<<<<
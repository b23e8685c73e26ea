use crate::exchange::asset::*;
use crate::primitives::*;

use log::trace;
use parking_lot::RwLock;
use std::sync::atomic::{AtomicU64, Ordering};

/// One asset price, stored as the bit pattern of an f64 so it can be written
/// through a shared guard without ever exposing a torn value.
struct PriceCell(AtomicU64);

impl PriceCell {
    fn new(price: Price) -> Self {
        Self(AtomicU64::new(price.get().to_bits()))
    }

    #[inline(always)]
    fn load(&self) -> Price {
        Price::new(f64::from_bits(self.0.load(Ordering::Acquire)))
    }

    #[inline(always)]
    fn store(&self, price: Price) {
        self.0.store(price.get().to_bits(), Ordering::Release)
    }
}

/// A consistent copy of all five prices taken at a single instant.
#[derive(Debug, PartialEq, Clone, Copy)]
pub struct PriceSnapshot {
    pub prices: [Price; ASSET_COUNT],
}

impl PriceSnapshot {
    #[inline(always)]
    pub fn price(&self, asset: Asset) -> Price {
        self.prices[asset.index()]
    }
}

/// The price set of the market.
///
/// Fluctuations write their own field while holding the lock in shared mode, so
/// fluctuations of different assets never wait on each other. The full snapshot
/// takes the lock exclusively and therefore never interleaves with a write.
pub struct Market {
    prices: RwLock<[PriceCell; ASSET_COUNT]>,
}

impl Market {
    pub fn new(initial_price: Price) -> Self {
        Self {
            prices: RwLock::new(std::array::from_fn(|_| PriceCell::new(initial_price))),
        }
    }

    /// Moves the price of `asset` by `multiplier` and returns the clamped result.
    pub fn fluctuate(&self, asset: Asset, multiplier: f64) -> Price {
        let prices = self.prices.read();
        let cell = &prices[asset.index()];
        // single writer per field
        let moved = cell.load().scale(multiplier);
        cell.store(moved);
        trace!("{} moved by {:.4} to {}", asset, multiplier, moved);
        moved
    }

    /// Current price of a single asset.
    pub fn price(&self, asset: Asset) -> Price {
        self.prices.read()[asset.index()].load()
    }

    pub fn snapshot(&self) -> PriceSnapshot {
        let prices = self.prices.write();
        PriceSnapshot {
            prices: std::array::from_fn(|i| prices[i].load()),
        }
    }
}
>>>>
> [TASK GOAL]:
Among the records above, find the lines where the word "single" appears and copy them.

> [SOLVED EXERCISE]:
/// A consistent copy of all five prices taken at a single instant.
        // single writer per field
    /// Current price of a single asset.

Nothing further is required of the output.